Watch this video to learn how to pair your Nuvi with a Bluetooth car stereo.
Just as the Nuvi 765T's exterior is familiar to previous Garmin models, so is its menu system and interface. The main menu screen features two large icons for "Where to?" and "View Map," along with a smaller band of icons along the bottom of the screen. Pressing the Where to? icon, brings up a menu with a number of ways to chose your destination--for example POI search, address entry, favorites, or intersection.
The main screen's secondary icons vary depending on what features are used, but always include icons for Volume and Tools. When connected to a Bluetooth phone, a phone icon is added, and listening to music adds a media player button. When the unit is routing, a detour button and a stop route button also appear. We like the way Garmin has kept the interface accessible, yet uncluttered, in this way.
The map screen is equally uncluttered and features static readouts of driving direction and speed, as well as a "Return to Menu" button. Depending on what functions are active, icons for traffic, phone, media player, or speed limit may or may not be displayed.
Periodically, when the Nuvi detects that the vehicle is stationary, text ads may appear at the top of the map, or in the margin of the menus. These ads can be clicked to access special offers found under the Offers icon of the Tools menu.
New for the 7x5 series, to which the 765T belongs, are menu animations. When navigating through the menus, the next screen will slide in from the side. Unfortunately, this sliding business can be laggy at times and cannot be disabled.
From the time the power switch is flipped to the appearance of the menu screen takes about 20 seconds. A cold start will net an additional minute or so while the Garmin achieves satellite lock. The Nuvi remembers its location between restarts, so subsequent booting should be instantaneous--unless the unit has moved a great distance since it was powered off.
The Nuvi's touch screen is quite responsive and we were able to quickly input addresses using its virtual QWERTY keyboard, thanks to the Nuvi's speedy autocomplete function.

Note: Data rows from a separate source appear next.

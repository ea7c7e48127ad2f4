//! Enable the test_helpers feature to expose a scripted [`Mechanism`] for testing code that drives
//! a [`Negotiator`](crate::Negotiator), such as a transport's `AUTHENTICATE` loop.
//!
//! To use add a dev-dependency on sasl with the feature "test_helpers"
//! e.g.
//!
//! ```toml
//! [dependencies]
//! sasl = { version = "0.1" }
//!
//! [dev-dependencies]
//! # mirror the same configuration your dependencies and add test_helpers
//! sasl = { version = "0.1", features = ["test_helpers"] }
//! ```

use std::collections::VecDeque;
use std::sync::{Arc, Mutex, PoisonError};

use crate::error::{Error, Result};
use crate::mechanism::{Cache, Mechanism, Outcome};
use crate::negotiator::Negotiator;
use crate::state::Step;

/// One call a [`Scripted`] mechanism received.
#[derive(Debug)]
pub struct Call {
    /// The decoded challenge, or `None` for a call to [`Mechanism::start`].
    pub challenge: Option<Vec<u8>>,
    /// The cache the negotiator handed in.
    pub cache: Cache,
    /// The negotiator's step at the time of the call.
    pub step: Step,
    /// The negotiator's nonce at the time of the call.
    pub nonce: Vec<u8>,
}

/// A mechanism that replays queued results and records every call it gets.
///
/// ```
/// # use std::sync::Arc;
/// # use sasl::{Config, Negotiator, Outcome, encoding};
/// # use sasl::testing::Scripted;
/// let mechanism = Scripted::new("X-TEST").then(Ok(Outcome::new(true, "hello")));
/// let calls = mechanism.calls();
/// let mut client = Negotiator::client(Arc::new(mechanism), Config::default());
///
/// let (more, resp) = client.step(b"").unwrap();
/// assert!(more);
/// assert_eq!(encoding::encode(b"hello"), resp);
/// assert_eq!(1, calls.lock().unwrap().len());
/// ```
#[derive(Debug)]
pub struct Scripted {
    name: String,
    script: Mutex<VecDeque<Result<Outcome>>>,
    always: Option<(bool, Vec<u8>)>,
    calls: Arc<Mutex<Vec<Call>>>,
}

impl Scripted {
    /// A mechanism called `name` with an empty script. Calls past the end of the script fail with
    /// [`Error::TooManySteps`] unless [`always`](Self::always) is set.
    pub fn new(name: impl Into<String>) -> Self {
        Scripted {
            name: name.into(),
            script: Mutex::new(VecDeque::new()),
            always: None,
            calls: Arc::default(),
        }
    }

    /// Queue the result of the next call.
    pub fn then(self, result: Result<Outcome>) -> Self {
        self.script
            .lock()
            .unwrap_or_else(PoisonError::into_inner)
            .push_back(result);
        self
    }

    /// Answer every call past the end of the script with `(more, response)`.
    pub fn always(mut self, more: bool, response: impl Into<Vec<u8>>) -> Self {
        self.always = Some((more, response.into()));
        self
    }

    /// A handle on the calls recorded so far.
    pub fn calls(&self) -> Arc<Mutex<Vec<Call>>> {
        Arc::clone(&self.calls)
    }

    fn answer(
        &self,
        negotiator: &Negotiator,
        challenge: Option<&[u8]>,
        cache: Cache,
    ) -> Result<Outcome> {
        self.calls
            .lock()
            .unwrap_or_else(PoisonError::into_inner)
            .push(Call {
                challenge: challenge.map(<[u8]>::to_vec),
                cache,
                step: negotiator.state().step(),
                nonce: negotiator.nonce().to_vec(),
            });

        let next = self
            .script
            .lock()
            .unwrap_or_else(PoisonError::into_inner)
            .pop_front();
        match (next, &self.always) {
            (Some(result), _) => result,
            (None, Some((more, response))) => Ok(Outcome::new(*more, response.clone())),
            (None, None) => Err(Error::TooManySteps),
        }
    }
}

impl Mechanism for Scripted {
    fn name(&self) -> &str {
        &self.name
    }

    fn start(&self, negotiator: &Negotiator) -> Result<Outcome> {
        self.answer(negotiator, None, None)
    }

    fn next(&self, negotiator: &Negotiator, challenge: &[u8], cache: Cache) -> Result<Outcome> {
        self.answer(negotiator, Some(challenge), cache)
    }
}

Loaded with a destination, the Nuvi is also quick to calculate routes. Calculation times vary depending upon the length and complexity of the trip, but most around-town routes were calculated within 10 seconds. Recalculations are handled with equal expediency and are notable because they're actual recalculations from your current position, not just lame attempts to get you back onto the prescribed route.
We found the icon-based traffic incident reports to be fairly accurate (having actively sought out a few incidents and construction zones), but flow data wasn't exactly up-to-the-minute at times.
The Garmin Nuvi 765T earns high design marks for its simple shape and uncluttered interface. Garmin's menu structure is much easier to understand and navigate than TomTom's, so we're glad to see that it hasn't changed much.
The Nuvi's feature score also benefits from the addition of EcoRoutes routing and fuel economy calculations, FM traffic reception, and driver aids such as lane guidance and text-to-speech. Performance hasn't improved much over the last Nuvi unit tested, but that's fine because we've always been satisfied with Garmin's satellite acquisition and route calculation times.
Most importantly, the Nuvi 765T's text- based ads were unobtrusive and don't appear on the map screen when the vehicle is in motion, so they don't really seem to pose a safety issue. We'd be willing to deal with viewing a few ads to keep the very useful traffic updates free.